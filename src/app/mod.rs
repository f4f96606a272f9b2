// App module - split into submodules for maintainability
// - mod.rs: App struct, constructors, accessors
// - event_loop.rs: Main run() loop and config watcher polling
// - rendering.rs: All UI drawing (draw method)
// - handlers.rs: Event routing and action dispatch

use std::io::{self, Stdout};

use arboard::Clipboard;
use crossterm::{
    event::{DisableMouseCapture, EnableMouseCapture},
    execute,
    terminal::{disable_raw_mode, enable_raw_mode, EnterAlternateScreen, LeaveAlternateScreen},
};
use ratatui::{backend::CrosstermBackend, Terminal};

use crate::cli::Cli;
use crate::components::about::About;
use crate::components::command_palette::{CommandPalette, CommandRegistry};
use crate::components::shelf::Shelf;
use crate::components::sidebar::{Sidebar, SidebarEntry};
use crate::components::status_bar::StatusBar;
use crate::config::{ConfigManager, ConfigWatcherMode};
use crate::content::ContentStore;
use crate::error::Result;
use crate::input::focus::FocusManager;
use crate::input::mode::InputMode;
use crate::shelf::{builtin_shelves, Collection, ContentKind};

mod event_loop;
mod handlers;
mod rendering;

/// Which page fills the main pane.
#[derive(Debug, Clone, Copy, PartialEq, Eq)]
pub enum Page {
    About,
    Shelf(usize),
}

pub struct App {
    terminal: Terminal<CrosstermBackend<Stdout>>,
    should_quit: bool,
    dirty: bool,
    input_mode: InputMode,
    focus: FocusManager,
    config_manager: ConfigManager,
    config_watcher: Option<ConfigWatcherMode>,
    sidebar: Sidebar,
    shelves: Vec<Shelf>,
    about: About,
    page: Page,
    command_palette: CommandPalette,
    status_bar: StatusBar,
    clipboard: Option<Clipboard>,
}

impl App {
    pub fn with_cli(cli: &Cli) -> Result<Self> {
        let config_manager = ConfigManager::new(cli.theme.as_deref())?;

        let content_dir = cli
            .content_dir
            .clone()
            .or_else(|| config_manager.app_config().content.dir.clone());
        let store = ContentStore::load(content_dir.as_deref());

        let shelf_configs = builtin_shelves();
        let shelves: Vec<Shelf> = shelf_configs
            .iter()
            .cloned()
            .map(|config| {
                let collection = Collection::for_kind(config.kind, &store);
                Shelf::new(config, collection)
            })
            .collect();

        // A bad tag on the CLI is a hard error naming the tag; a bad tag in
        // the config file degrades to the first shelf with a warning.
        let start_kind = match &cli.shelf {
            Some(tag) => tag.parse::<ContentKind>()?,
            None => {
                let configured = &config_manager.app_config().content.start_shelf;
                configured.parse::<ContentKind>().unwrap_or_else(|e| {
                    tracing::warn!("invalid start_shelf in config: {}", e);
                    ContentKind::Book
                })
            }
        };
        let start_index = shelves
            .iter()
            .position(|s| s.config().kind == start_kind)
            .unwrap_or(0);

        let mut sidebar = Sidebar::new(shelves.len());
        sidebar.select_entry(SidebarEntry::Shelf(start_index));

        let config_watcher = if config_manager.app_config().general.watch_config {
            match ConfigWatcherMode::notify(config_manager.config_dir()) {
                Ok(watcher) => Some(watcher),
                Err(e) => {
                    tracing::warn!("config watcher unavailable, falling back to mtime polling: {}", e);
                    Some(ConfigWatcherMode::tick(
                        config_manager.config_dir().to_path_buf(),
                        2000,
                    ))
                }
            }
        } else {
            None
        };

        let clipboard = match Clipboard::new() {
            Ok(clipboard) => Some(clipboard),
            Err(e) => {
                tracing::warn!("clipboard unavailable: {}", e);
                None
            }
        };

        let command_palette =
            CommandPalette::new(CommandRegistry::for_shelves(&shelf_configs));
        let about = About::new(store.profile.clone());

        let terminal = Self::setup_terminal()?;

        Ok(Self {
            terminal,
            should_quit: false,
            dirty: true,
            input_mode: InputMode::Normal,
            focus: FocusManager::new(),
            config_manager,
            config_watcher,
            sidebar,
            shelves,
            about,
            page: Page::Shelf(start_index),
            command_palette,
            status_bar: StatusBar::new(),
            clipboard,
        })
    }

    fn setup_terminal() -> Result<Terminal<CrosstermBackend<Stdout>>> {
        enable_raw_mode()?;
        let mut stdout = io::stdout();
        execute!(stdout, EnterAlternateScreen, EnableMouseCapture)?;
        let terminal = Terminal::new(CrosstermBackend::new(stdout))?;
        Ok(terminal)
    }

    fn restore_terminal(&mut self) {
        let _ = disable_raw_mode();
        let _ = execute!(
            self.terminal.backend_mut(),
            LeaveAlternateScreen,
            DisableMouseCapture
        );
        let _ = self.terminal.show_cursor();
    }

    pub(super) fn mark_dirty(&mut self) {
        self.dirty = true;
    }

    fn active_shelf_mut(&mut self) -> Option<&mut Shelf> {
        match self.page {
            Page::Shelf(idx) => self.shelves.get_mut(idx),
            Page::About => None,
        }
    }

    fn active_shelf(&self) -> Option<&Shelf> {
        match self.page {
            Page::Shelf(idx) => self.shelves.get(idx),
            Page::About => None,
        }
    }
}

impl Drop for App {
    fn drop(&mut self) {
        self.restore_terminal();
    }
}
pub mod about;
pub mod command_palette;
pub mod search;
pub mod shelf;
pub mod sidebar;
pub mod status_bar;

use crossterm::event::Event;
use ratatui::{layout::Rect, Frame};

use crate::action::Action;
use crate::config::Theme;

pub trait Component {
    fn handle_event(&mut self, event: &Event) -> Option<Action>;

    fn update(&mut self, action: &Action);

    fn render(&self, frame: &mut Frame, area: Rect, focused: bool, theme: &Theme);
}
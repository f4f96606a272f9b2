use std::path::PathBuf;

use crate::input::focus::FocusArea;
use crate::shelf::ContentKind;

#[derive(Debug, Clone, PartialEq)]
pub enum Action {
    Quit,
    Tick,

    FocusNext,
    FocusPrev,
    FocusArea(FocusArea),

    // Page navigation
    ShelfSelect(ContentKind),
    ShowAbout,

    // Sidebar
    SidebarSelectNext,
    SidebarSelectPrev,
    SidebarActivate,

    // Shelf interaction
    SelectNext,
    SelectPrev,
    ScrollUp(u16),
    ScrollDown(u16),
    ScrollToTop,
    ScrollToBottom,
    SearchStart,
    SearchClose,
    SearchChanged,
    CopyLink,

    // Command palette
    PaletteShow,
    PaletteHide,

    // Configuration
    ThemeReload,
    ConfigChanged(PathBuf),

    None,
}
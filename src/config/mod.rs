// Config module - file layout and loading mirror the on-disk config dir
#![allow(dead_code)]

mod theme;
mod watcher;

pub use theme::Theme;
pub use watcher::{ConfigEvent, ConfigWatcherMode};

use std::path::{Path, PathBuf};

use directories::BaseDirs;
use serde::{Deserialize, Serialize};

use crate::error::{AlcoveError, Result};

const CONFIG_DIR: &str = "alcove";
const MAIN_CONFIG_FILE: &str = "config.toml";
const THEME_FILE: &str = "theme.toml";

#[derive(Debug, Clone, Serialize, Deserialize, Default)]
#[serde(default)]
pub struct AppConfig {
    pub general: GeneralConfig,
    pub content: ContentConfig,
}

#[derive(Debug, Clone, Serialize, Deserialize)]
#[serde(default)]
pub struct GeneralConfig {
    pub tick_interval_ms: u64,
    pub log_level: String,
    pub log_file: Option<PathBuf>,
    pub watch_config: bool,
}

impl Default for GeneralConfig {
    fn default() -> Self {
        Self {
            tick_interval_ms: 500,
            log_level: "info".to_string(),
            log_file: None,
            watch_config: true,
        }
    }
}

#[derive(Debug, Clone, Serialize, Deserialize)]
#[serde(default)]
pub struct ContentConfig {
    /// Directory with the content JSON files; embedded data when absent.
    pub dir: Option<PathBuf>,
    /// Shelf tag to open on startup.
    pub start_shelf: String,
}

impl Default for ContentConfig {
    fn default() -> Self {
        Self {
            dir: None,
            start_shelf: "book".to_string(),
        }
    }
}

pub struct ConfigManager {
    config_dir: PathBuf,
    app_config: AppConfig,
    theme: Theme,
    /// Preset used when no theme.toml exists (set from the CLI).
    theme_preset: String,
}

impl ConfigManager {
    pub fn new(theme_preset: Option<&str>) -> Result<Self> {
        let config_dir = Self::get_config_dir()?;
        let preset = theme_preset.unwrap_or("default").to_string();

        let app_config = Self::load_app_config(&config_dir);
        let theme = Self::load_theme(&config_dir, &preset);

        Ok(Self {
            config_dir,
            app_config,
            theme,
            theme_preset: preset,
        })
    }

    pub fn config_dir(&self) -> &Path {
        &self.config_dir
    }

    pub fn app_config(&self) -> &AppConfig {
        &self.app_config
    }

    pub fn theme(&self) -> &Theme {
        &self.theme
    }

    pub fn reload_all(&mut self) {
        self.app_config = Self::load_app_config(&self.config_dir);
        self.theme = Self::load_theme(&self.config_dir, &self.theme_preset);
    }

    pub fn reload_file(&mut self, path: &Path) {
        let file_name = path.file_name().and_then(|n| n.to_str());

        match file_name {
            Some(MAIN_CONFIG_FILE) => {
                self.app_config = Self::load_app_config(&self.config_dir);
            }
            Some(THEME_FILE) => {
                self.theme = Self::load_theme(&self.config_dir, &self.theme_preset);
            }
            _ => {
                self.reload_all();
            }
        }
    }

    pub fn reload_theme(&mut self) {
        self.theme = Self::load_theme(&self.config_dir, &self.theme_preset);
    }

    fn get_config_dir() -> Result<PathBuf> {
        BaseDirs::new()
            .map(|dirs| dirs.config_dir().join(CONFIG_DIR))
            .ok_or_else(|| AlcoveError::Config("Could not determine config directory".to_string()))
    }

    fn load_app_config(config_dir: &Path) -> AppConfig {
        let path = config_dir.join(MAIN_CONFIG_FILE);
        Self::load_toml_file(&path).unwrap_or_default()
    }

    fn load_theme(config_dir: &Path, preset: &str) -> Theme {
        let path = config_dir.join(THEME_FILE);
        Self::load_toml_file(&path).unwrap_or_else(|| Theme::preset(preset))
    }

    fn load_toml_file<T: for<'de> Deserialize<'de>>(path: &Path) -> Option<T> {
        if !path.exists() {
            return None;
        }

        match std::fs::read_to_string(path) {
            Ok(content) => match toml::from_str(&content) {
                Ok(config) => Some(config),
                Err(e) => {
                    tracing::warn!("Failed to parse {}: {}", path.display(), e);
                    None
                }
            },
            Err(e) => {
                tracing::warn!("Failed to read {}: {}", path.display(), e);
                None
            }
        }
    }

    pub fn ensure_config_dir(&self) -> Result<()> {
        if !self.config_dir.exists() {
            std::fs::create_dir_all(&self.config_dir)
                .map_err(|e| AlcoveError::Config(format!("Failed to create config dir: {}", e)))?;
        }
        Ok(())
    }

    pub fn write_default_configs(&self) -> Result<()> {
        self.ensure_config_dir()?;

        let main_path = self.config_dir.join(MAIN_CONFIG_FILE);
        if !main_path.exists() {
            let content = toml::to_string_pretty(&AppConfig::default())
                .map_err(|e| AlcoveError::Config(format!("Failed to serialize config: {}", e)))?;
            std::fs::write(&main_path, content)
                .map_err(|e| AlcoveError::Config(format!("Failed to write config: {}", e)))?;
        }

        let theme_path = self.config_dir.join(THEME_FILE);
        if !theme_path.exists() {
            let content = toml::to_string_pretty(&Theme::preset(&self.theme_preset))
                .map_err(|e| AlcoveError::Config(format!("Failed to serialize theme: {}", e)))?;
            std::fs::write(&theme_path, content)
                .map_err(|e| AlcoveError::Config(format!("Failed to write theme: {}", e)))?;
        }

        Ok(())
    }
}

#[cfg(test)]
mod tests {
    use super::*;

    #[test]
    fn test_default_app_config() {
        let config = AppConfig::default();
        assert_eq!(config.general.tick_interval_ms, 500);
        assert!(config.general.watch_config);
        assert_eq!(config.content.start_shelf, "book");
        assert!(config.content.dir.is_none());
    }

    #[test]
    fn test_app_config_serialization() {
        let config = AppConfig::default();
        let toml_str = toml::to_string_pretty(&config).unwrap();
        let parsed: AppConfig = toml::from_str(&toml_str).unwrap();
        assert_eq!(
            parsed.general.tick_interval_ms,
            config.general.tick_interval_ms
        );
        assert_eq!(parsed.content.start_shelf, config.content.start_shelf);
    }

    #[test]
    fn test_partial_config_fills_defaults() {
        let parsed: AppConfig = toml::from_str("[content]\nstart_shelf = \"anime\"").unwrap();
        assert_eq!(parsed.content.start_shelf, "anime");
        assert_eq!(parsed.general.tick_interval_ms, 500);
    }
}
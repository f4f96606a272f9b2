use ratatui::style::{Color, Modifier, Style};
use serde::{Deserialize, Serialize};

#[derive(Debug, Clone, Serialize, Deserialize)]
#[serde(default)]
pub struct Theme {
    pub name: String,
    pub colors: ThemeColors,
    pub focus: FocusStyle,
    pub sidebar: SidebarStyle,
    pub shelf: ShelfStyle,
    pub command_palette: CommandPaletteStyle,
    pub status_bar: StatusBarStyle,
}

impl Default for Theme {
    fn default() -> Self {
        Self {
            name: "default".to_string(),
            colors: ThemeColors::default(),
            focus: FocusStyle::default(),
            sidebar: SidebarStyle::default(),
            shelf: ShelfStyle::default(),
            command_palette: CommandPaletteStyle::default(),
            status_bar: StatusBarStyle::default(),
        }
    }
}

impl Theme {
    pub fn dark() -> Self {
        Self::default()
    }

    pub fn vibrant() -> Self {
        Self {
            name: "vibrant".to_string(),
            colors: ThemeColors {
                background: HexColor::new("#0a0a0f"),
                foreground: HexColor::new("#e0e0e0"),
                primary: HexColor::new("#ff6b6b"),
                secondary: HexColor::new("#4ecdc4"),
                accent: HexColor::new("#ffe66d"),
                success: HexColor::new("#95e1a3"),
                warning: HexColor::new("#ffd93d"),
                error: HexColor::new("#ff6b6b"),
                muted: HexColor::new("#6c757d"),
            },
            focus: FocusStyle {
                focused_border: HexColor::new("#ff6b6b"),
                unfocused_border: HexColor::new("#3d3d4d"),
                focused_title: HexColor::new("#ffe66d"),
                unfocused_title: HexColor::new("#6c757d"),
                use_bold_focused: true,
                focus_indicator: "▶".to_string(),
            },
            ..Default::default()
        }
    }

    /// Look up a preset by name; unknown names get the default theme.
    pub fn preset(name: &str) -> Self {
        match name {
            "vibrant" => Self::vibrant(),
            _ => Self::dark(),
        }
    }
}

#[derive(Debug, Clone, Serialize, Deserialize)]
#[serde(default)]
pub struct ThemeColors {
    pub background: HexColor,
    pub foreground: HexColor,
    pub primary: HexColor,
    pub secondary: HexColor,
    pub accent: HexColor,
    pub success: HexColor,
    pub warning: HexColor,
    pub error: HexColor,
    pub muted: HexColor,
}

impl Default for ThemeColors {
    fn default() -> Self {
        Self {
            background: HexColor::new("#1a1b26"),
            foreground: HexColor::new("#c0caf5"),
            primary: HexColor::new("#7aa2f7"),
            secondary: HexColor::new("#9ece6a"),
            accent: HexColor::new("#bb9af7"),
            success: HexColor::new("#9ece6a"),
            warning: HexColor::new("#e0af68"),
            error: HexColor::new("#f7768e"),
            muted: HexColor::new("#565f89"),
        }
    }
}

#[derive(Debug, Clone, Serialize, Deserialize)]
#[serde(default)]
pub struct FocusStyle {
    pub focused_border: HexColor,
    pub unfocused_border: HexColor,
    pub focused_title: HexColor,
    pub unfocused_title: HexColor,
    pub use_bold_focused: bool,
    pub focus_indicator: String,
}

impl Default for FocusStyle {
    fn default() -> Self {
        Self {
            focused_border: HexColor::new("#7aa2f7"),
            unfocused_border: HexColor::new("#3b4261"),
            focused_title: HexColor::new("#bb9af7"),
            unfocused_title: HexColor::new("#565f89"),
            use_bold_focused: true,
            focus_indicator: "●".to_string(),
        }
    }
}

#[derive(Debug, Clone, Serialize, Deserialize)]
#[serde(default)]
pub struct SidebarStyle {
    pub item_fg: HexColor,
    pub selected_fg: HexColor,
    pub selected_bg: HexColor,
    pub count_fg: HexColor,
    pub active_marker_fg: HexColor,
}

impl Default for SidebarStyle {
    fn default() -> Self {
        Self {
            item_fg: HexColor::new("#c0caf5"),
            selected_fg: HexColor::new("#1a1b26"),
            selected_bg: HexColor::new("#7aa2f7"),
            count_fg: HexColor::new("#565f89"),
            active_marker_fg: HexColor::new("#9ece6a"),
        }
    }
}

#[derive(Debug, Clone, Serialize, Deserialize)]
#[serde(default)]
pub struct ShelfStyle {
    pub title_fg: HexColor,
    pub meta_fg: HexColor,
    pub note_fg: HexColor,
    pub section_fg: HexColor,
    pub tag_fg: HexColor,
    pub recommended_fg: HexColor,
    pub link_fg: HexColor,
    pub empty_fg: HexColor,
    /// Book spines cycle through these.
    pub spine_colors: Vec<HexColor>,
}

impl Default for ShelfStyle {
    fn default() -> Self {
        Self {
            title_fg: HexColor::new("#c0caf5"),
            meta_fg: HexColor::new("#7aa2f7"),
            note_fg: HexColor::new("#565f89"),
            section_fg: HexColor::new("#bb9af7"),
            tag_fg: HexColor::new("#9ece6a"),
            recommended_fg: HexColor::new("#e0af68"),
            link_fg: HexColor::new("#7dcfff"),
            empty_fg: HexColor::new("#565f89"),
            spine_colors: vec![
                HexColor::new("#7aa2f7"),
                HexColor::new("#9ece6a"),
                HexColor::new("#bb9af7"),
                HexColor::new("#e0af68"),
                HexColor::new("#f7768e"),
            ],
        }
    }
}

#[derive(Debug, Clone, Serialize, Deserialize)]
#[serde(default)]
pub struct CommandPaletteStyle {
    pub border: HexColor,
    pub input_fg: HexColor,
    pub item_fg: HexColor,
    pub selected_fg: HexColor,
    pub selected_bg: HexColor,
    pub match_highlight: HexColor,
    pub description_fg: HexColor,
}

impl Default for CommandPaletteStyle {
    fn default() -> Self {
        Self {
            border: HexColor::new("#7aa2f7"),
            input_fg: HexColor::new("#c0caf5"),
            item_fg: HexColor::new("#c0caf5"),
            selected_fg: HexColor::new("#1a1b26"),
            selected_bg: HexColor::new("#7aa2f7"),
            match_highlight: HexColor::new("#bb9af7"),
            description_fg: HexColor::new("#565f89"),
        }
    }
}

#[derive(Debug, Clone, Serialize, Deserialize)]
#[serde(default)]
pub struct StatusBarStyle {
    pub bg: HexColor,
    pub fg: HexColor,
    pub mode_fg: HexColor,
    pub tip_fg: HexColor,
}

impl Default for StatusBarStyle {
    fn default() -> Self {
        Self {
            bg: HexColor::new("#24283b"),
            fg: HexColor::new("#c0caf5"),
            mode_fg: HexColor::new("#9ece6a"),
            tip_fg: HexColor::new("#565f89"),
        }
    }
}

#[derive(Debug, Clone, Serialize, Deserialize)]
#[serde(transparent)]
pub struct HexColor(String);

impl HexColor {
    pub fn new(hex: &str) -> Self {
        Self(hex.to_string())
    }

    pub fn to_color(&self) -> Color {
        self.parse_hex().unwrap_or(Color::Reset)
    }

    fn parse_hex(&self) -> Option<Color> {
        let hex = self.0.trim_start_matches('#');
        if hex.len() != 6 {
            return None;
        }

        let r = u8::from_str_radix(&hex[0..2], 16).ok()?;
        let g = u8::from_str_radix(&hex[2..4], 16).ok()?;
        let b = u8::from_str_radix(&hex[4..6], 16).ok()?;

        Some(Color::Rgb(r, g, b))
    }

    pub fn as_str(&self) -> &str {
        &self.0
    }
}

impl Default for HexColor {
    fn default() -> Self {
        Self("#ffffff".to_string())
    }
}

impl Theme {
    pub fn border_style(&self, focused: bool) -> Style {
        let color = if focused {
            self.focus.focused_border.to_color()
        } else {
            self.focus.unfocused_border.to_color()
        };

        let mut style = Style::default().fg(color);
        if focused && self.focus.use_bold_focused {
            style = style.add_modifier(Modifier::BOLD);
        }
        style
    }

    pub fn title_style(&self, focused: bool) -> Style {
        let color = if focused {
            self.focus.focused_title.to_color()
        } else {
            self.focus.unfocused_title.to_color()
        };

        let mut style = Style::default().fg(color);
        if focused && self.focus.use_bold_focused {
            style = style.add_modifier(Modifier::BOLD);
        }
        style
    }

    pub fn spine_color(&self, index: usize) -> Color {
        if self.shelf.spine_colors.is_empty() {
            return self.colors.primary.to_color();
        }
        self.shelf.spine_colors[index % self.shelf.spine_colors.len()].to_color()
    }
}

#[cfg(test)]
mod tests {
    use super::*;

    #[test]
    fn test_hex_color_parsing() {
        let color = HexColor::new("#ff0000");
        assert_eq!(color.to_color(), Color::Rgb(255, 0, 0));

        let color = HexColor::new("#00ff00");
        assert_eq!(color.to_color(), Color::Rgb(0, 255, 0));

        let color = HexColor::new("#0000ff");
        assert_eq!(color.to_color(), Color::Rgb(0, 0, 255));
    }

    #[test]
    fn test_hex_color_invalid_falls_back_to_reset() {
        assert_eq!(HexColor::new("#xyz").to_color(), Color::Reset);
        assert_eq!(HexColor::new("red").to_color(), Color::Reset);
    }

    #[test]
    fn test_theme_default() {
        let theme = Theme::default();
        assert_eq!(theme.name, "default");
        assert!(theme.focus.use_bold_focused);
    }

    #[test]
    fn test_theme_serialization() {
        let theme = Theme::default();
        let toml_str = toml::to_string_pretty(&theme).unwrap();
        let parsed: Theme = toml::from_str(&toml_str).unwrap();
        assert_eq!(parsed.name, theme.name);
    }

    #[test]
    fn test_preset_lookup() {
        assert_eq!(Theme::preset("vibrant").name, "vibrant");
        assert_eq!(Theme::preset("nope").name, "default");
    }

    #[test]
    fn test_spine_colors_cycle() {
        let theme = Theme::default();
        let n = theme.shelf.spine_colors.len();
        assert_eq!(theme.spine_color(0), theme.spine_color(n));
    }
}
use crossterm::event::{Event, KeyCode, KeyEvent};
use ratatui::{
    layout::Rect,
    style::{Modifier, Style},
    text::{Line, Span, Text},
    widgets::{Block, Borders, Paragraph, Wrap},
    Frame,
};

use crate::action::Action;
use crate::components::Component;
use crate::config::Theme;
use crate::content::Profile;

pub struct About {
    profile: Profile,
    scroll: u16,
}

impl About {
    pub fn new(profile: Profile) -> Self {
        Self { profile, scroll: 0 }
    }

    fn handle_key(&mut self, key: KeyEvent) -> Option<Action> {
        match key.code {
            KeyCode::Char('j') | KeyCode::Down => Some(Action::ScrollDown(1)),
            KeyCode::Char('k') | KeyCode::Up => Some(Action::ScrollUp(1)),
            KeyCode::Char('g') | KeyCode::Home => Some(Action::ScrollToTop),
            KeyCode::PageDown => Some(Action::ScrollDown(10)),
            KeyCode::PageUp => Some(Action::ScrollUp(10)),
            _ => None,
        }
    }

    fn body(&self, theme: &Theme) -> Text<'static> {
        let heading = Style::default()
            .fg(theme.colors.accent.to_color())
            .add_modifier(Modifier::BOLD);
        let muted = Style::default().fg(theme.colors.muted.to_color());
        let body = Style::default().fg(theme.colors.foreground.to_color());

        let mut lines: Vec<Line<'static>> = vec![
            Line::from(Span::styled(
                self.profile.name.clone(),
                Style::default()
                    .fg(theme.colors.primary.to_color())
                    .add_modifier(Modifier::BOLD),
            )),
            Line::from(Span::styled(self.profile.tagline.clone(), muted)),
            Line::default(),
        ];

        for paragraph in &self.profile.bio {
            lines.push(Line::from(Span::styled(paragraph.clone(), body)));
            lines.push(Line::default());
        }

        if !self.profile.experience.is_empty() {
            lines.push(Line::from(Span::styled("Experience".to_string(), heading)));
            for entry in &self.profile.experience {
                lines.push(Line::from(vec![
                    Span::styled(
                        format!("{} · {}", entry.role, entry.org),
                        Style::default()
                            .fg(theme.colors.foreground.to_color())
                            .add_modifier(Modifier::BOLD),
                    ),
                    Span::styled(format!("  {}", entry.period), muted),
                ]));
                if !entry.summary.is_empty() {
                    lines.push(Line::from(Span::styled(
                        format!("  {}", entry.summary),
                        muted,
                    )));
                }
            }
            lines.push(Line::default());
        }

        if !self.profile.links.is_empty() {
            lines.push(Line::from(Span::styled("Links".to_string(), heading)));
            for link in &self.profile.links {
                lines.push(Line::from(vec![
                    Span::styled(format!("{:<10}", link.label), body),
                    Span::styled(
                        link.url.clone(),
                        Style::default().fg(theme.shelf.link_fg.to_color()),
                    ),
                ]));
            }
        }

        Text::from(lines)
    }
}

impl Component for About {
    fn handle_event(&mut self, event: &Event) -> Option<Action> {
        match event {
            Event::Key(key) => self.handle_key(*key),
            _ => None,
        }
    }

    fn update(&mut self, action: &Action) {
        match action {
            Action::ScrollDown(n) => self.scroll = self.scroll.saturating_add(*n),
            Action::ScrollUp(n) => self.scroll = self.scroll.saturating_sub(*n),
            Action::ScrollToTop => self.scroll = 0,
            _ => {}
        }
    }

    fn render(&self, frame: &mut Frame, area: Rect, focused: bool, theme: &Theme) {
        let block = Block::default()
            .title(" About ")
            .title_style(theme.title_style(focused))
            .borders(Borders::ALL)
            .border_style(theme.border_style(focused));

        let paragraph = Paragraph::new(self.body(theme))
            .block(block)
            .wrap(Wrap { trim: false })
            .scroll((self.scroll, 0));
        frame.render_widget(paragraph, area);
    }
}

#[cfg(test)]
mod tests {
    use super::*;
    use crate::content::{ExperienceEntry, ProfileLink};

    fn profile() -> Profile {
        Profile {
            name: "Riley Okabe".into(),
            tagline: "systems programmer".into(),
            bio: vec!["First paragraph.".into()],
            experience: vec![ExperienceEntry {
                role: "Engineer".into(),
                org: "Ridgetop".into(),
                period: "2021 — present".into(),
                summary: "Storage plumbing.".into(),
            }],
            links: vec![ProfileLink {
                label: "github".into(),
                url: "https://github.com/ridgetop".into(),
            }],
        }
    }

    #[test]
    fn test_body_includes_all_sections() {
        let about = About::new(profile());
        let theme = Theme::default();
        let text = about.body(&theme);
        let flat: Vec<String> = text
            .lines
            .iter()
            .map(|l| {
                l.spans
                    .iter()
                    .map(|s| s.content.as_ref())
                    .collect::<String>()
            })
            .collect();

        assert!(flat.iter().any(|l| l.contains("Riley Okabe")));
        assert!(flat.iter().any(|l| l.contains("First paragraph.")));
        assert!(flat.iter().any(|l| l == "Experience"));
        assert!(flat.iter().any(|l| l.contains("Engineer · Ridgetop")));
        assert!(flat.iter().any(|l| l == "Links"));
        assert!(flat.iter().any(|l| l.contains("github.com/ridgetop")));
    }

    #[test]
    fn test_scroll_saturates_at_top() {
        let mut about = About::new(profile());
        about.update(&Action::ScrollUp(5));
        assert_eq!(about.scroll, 0);

        about.update(&Action::ScrollDown(3));
        about.update(&Action::ScrollUp(1));
        assert_eq!(about.scroll, 2);
    }
}
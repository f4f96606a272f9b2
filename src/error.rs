// Error types - some variants for future error conditions

#![allow(dead_code)]

use std::path::PathBuf;
use thiserror::Error;

#[derive(Error, Debug)]
pub enum AlcoveError {
    #[error("unrecognized content kind: {0}")]
    UnknownKind(String),

    #[error("Terminal initialization failed: {0}")]
    Terminal(String),

    #[error("I/O error: {0}")]
    Io(#[from] std::io::Error),

    #[error("Configuration error: {0}")]
    Config(String),

    #[error("Content file not found: {path}")]
    ContentNotFound { path: PathBuf },

    #[error("Content file {path} is not valid JSON: {source}")]
    ContentParse {
        path: PathBuf,
        #[source]
        source: serde_json::Error,
    },

    #[error("Clipboard unavailable: {0}")]
    Clipboard(String),
}

pub type Result<T> = std::result::Result<T, AlcoveError>;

==================================================

TASK INSTRUCTIONS:
Reproduce exactly, and only, the part of the listing above that begins at the line with "open on startup." and goes on through the line with "pub fn new(theme_preset: Option<&str>)".

OUTPUT OF THE EXERCISE:
    /// Shelf tag to open on startup.
    pub start_shelf: String,
}

impl Default for ContentConfig {
    fn default() -> Self {
        Self {
            dir: None,
            start_shelf: "book".to_string(),
        }
    }
}

pub struct ConfigManager {
    config_dir: PathBuf,
    app_config: AppConfig,
    theme: Theme,
    /// Preset used when no theme.toml exists (set from the CLI).
    theme_preset: String,
}

impl ConfigManager {
    pub fn new(theme_preset: Option<&str>) -> Result<Self> {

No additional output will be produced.